O O Ø O O O O
Axe the CBC
Canadian culture does not hinge on government support.
Last Friday I received the following email:
Please add your name and forward it to everyone you know who believes in Canadian culture. Each time you reach another hundred names please forward the list to Sheila Copps. Thank you.
To the Honourable Sheila Copps:
Canadian stories told by Canadians for Canadians. This is what is at stake.
With the recent budget cutbacks and funding shortfall, the following television shows may not be made: The Eleventh Hour, Royal Canadian Air Farce, The Red Green Show, An American in Canada, The Sean Cullen Show, This Hour Has 22 Minutes, Made in Canada, The Newsroom plus countless cultural and children’s programs. Shows that we are proud of. Shows that make us laugh. Shows that make us think. Shows that we will stand up for. Please.
Obviously, those that crafted this email were hoping for a Make-Stockwell-Day-Change-His-First-Name-To-Doris-style tsunami of support to cross the country.
I was happy to see that the list of appended names at the bottom of the email had only grown to ten, so there appears to be little nationwide support for The Newsroom and its brethren.
These shows are described as “Canadian stories told by Canadians for Canadians.” The authors leave out the part about these stories being paid for by Canadians at the point of a gun. Canadians can’t choose to not support these programmes, because tax laws are implemented by threat of force. Withhold your taxes, and someone with a weapon will take you and put you in jail. That’s the law. Never mind that the government may be using your tax dollars to fund something completely antithetical to your world view.
Who is Sean Cullen, anyway?
The list of shows deemed critical to the wellbeing of Canadian culture is mildly amusing. Out of the whole batch, I would venture to say that the vast majority of Canadians have only watched This Hour with any regularity, if at all.

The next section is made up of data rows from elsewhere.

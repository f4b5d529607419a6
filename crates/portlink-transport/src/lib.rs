//! Byte-link transports for portlink.
//!
//! The protocol only needs an ordered, reliable byte stream in each direction.
//! This crate provides that over:
//! - Unix domain sockets (device emulation, tests, local tooling)
//! - Serial ports (behind the `serial` feature)
//!
//! Everything above this layer talks to a [`LinkStream`].

pub mod error;
pub mod traits;

#[cfg(feature = "serial")]
pub mod serial;
#[cfg(unix)]
pub mod uds;

pub use error::{Result, TransportError};
pub use traits::LinkStream;

#[cfg(feature = "serial")]
pub use serial::{available_ports, PortSummary, SerialConfig, SerialLink, DEFAULT_BAUD_RATE};
#[cfg(unix)]
pub use uds::UnixDomainSocket;
use std::sync::atomic::{AtomicU32, Ordering};
use std::sync::Arc;

use crate::marker::PAYLOAD_LEN;

/// Number of byte-wide output registers.
pub const PORT_COUNT: usize = PAYLOAD_LEN;

/// Commits a validated payload to the outside world.
///
/// Called only after the terminator matched, exactly once per accepted frame.
/// Implementations must make all four bytes visible together.
pub trait PortApplier {
    fn apply(&mut self, payload: [u8; PORT_COUNT]);
}

impl<F> PortApplier for F
where
    F: FnMut([u8; PORT_COUNT]),
{
    fn apply(&mut self, payload: [u8; PORT_COUNT]) {
        self(payload)
    }
}

/// Four byte-wide output registers.
///
/// The registers are packed into one atomic word, so a reader on another
/// thread sees either the previous frame or the new one, never a mix.
/// Clones share the same registers.
#[derive(Debug, Clone, Default)]
pub struct OutputPorts {
    registers: Arc<AtomicU32>,
}

impl OutputPorts {
    pub fn new() -> Self {
        Self::default()
    }

    /// Registers preloaded with `initial`.
    pub fn with_values(initial: [u8; PORT_COUNT]) -> Self {
        Self {
            registers: Arc::new(AtomicU32::new(u32::from_le_bytes(initial))),
        }
    }

    /// Write all four registers in one step.
    pub fn commit(&self, payload: [u8; PORT_COUNT]) {
        self.registers
            .store(u32::from_le_bytes(payload), Ordering::Release);
    }

    /// Current value of every register.
    pub fn snapshot(&self) -> [u8; PORT_COUNT] {
        self.registers.load(Ordering::Acquire).to_le_bytes()
    }

    /// Current value of one register, `None` past the last port.
    pub fn port(&self, index: usize) -> Option<u8> {
        self.snapshot().get(index).copied()
    }
}

impl PortApplier for OutputPorts {
    fn apply(&mut self, payload: [u8; PORT_COUNT]) {
        self.commit(payload);
    }
}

When I first heard of these particular cutbacks, accompanied by incredulous indignation that Canada’s most popular political parody show was facing the axe, I immediately surmised that the smart people at Salter Street Productions, (who also brought us Bowling For Columbine) would trot the show down the street to CTV or Global Media. Either would snap it up in a moment.
I like This Hour. It gives Canadian politics a human edge that’s distinctly lacking south of the border. These days, we expect Canadian politicians to pillory themselves on national TV, usually at the point of Marg Delahunty’s sword, or in some inane Parliament Hill sing-along. I just hope the show hasn’t jumped the shark with Rick Mercer’s departure.
As for the others:
- Royal Canadian Air Farce was a fairly pleasant radio show, which in turn transformed into a decidedly painful television programme.
- An American In Canada falls into that category of awkward-to-watch Canadian shows that don’t use enough music to propel the scenes forward. I’ve heard it’s good. (But not from consistently reliable sources.) I like the idea that it takes place in Cowtown. I’ve never watched an entire episode.
- I don’t understand the vibe from Made In Canada, even though I want to like it.
- The Sean Cullen Show. Variety TV? This is 2003. These days we use the remote to provide variety.
- I’ve never heard of The Eleventh Hour or The Newsroom. Yet I’m supposed to pledge my tax dollars for their production?
- And only old people watch The Red Green Show.
My point is, wouldn’t you rather support those shows that can stand on their own merit, rather than have the whole lot of them forcibly supported to further some sort of political agenda? The CBC's mission is to further the Liberal party’s ideas of Canadian Culture, further the careers of those who are close to Sheila Copps, and further the status quo agenda of those pulling the levers in Ottawa.
CBC’s Brutal Slant
For justification, I think back to the CBC’s news coverage of the last federal election. As the early results trickled in, it appeared that the Liberals were off to a rocky start, and that a majority government was in serious jeopardy. CBC’s commentators made jittery comments to this effect. Then, as further results came in and the Liberal landslide in Ontario made it official, the relief became evident on the faces of every CBC newsman and political flak. The entire newsroom was freakin’ giddy about the Liberal victory, and spent the rest of the evening fawning all over themselves about how this was a tremendous vote of confidence for the Natural Ruling Party. Casually, they reported the remaining mandatory protest votes from out West.
The CBC is not just the media arm of big government, it’s the active promotional vehicle of the big Liberal government status quo. Cutting back the CBC would be a tactical mistake on the part of the Liberal government. Let's encourage them to make this mistake and more like it. (Note: The threatened loss of these programmes doesn’t actually come from direct CBC cutbacks, but from a lack of federal funding to the Canadian Television Fund. The effect is the same.)
Hockey Night in Canada would look great on TSN. And those who don’t appreciate hockey in general, or Don Cherry in particular, wouldn’t have to support it through taxes. Choice is good. Let's let Canadians decide what constitutes actual Canadian culture, through the democratizing effects of our remote controls, rather than the dirty political machinations of the existing apparatus.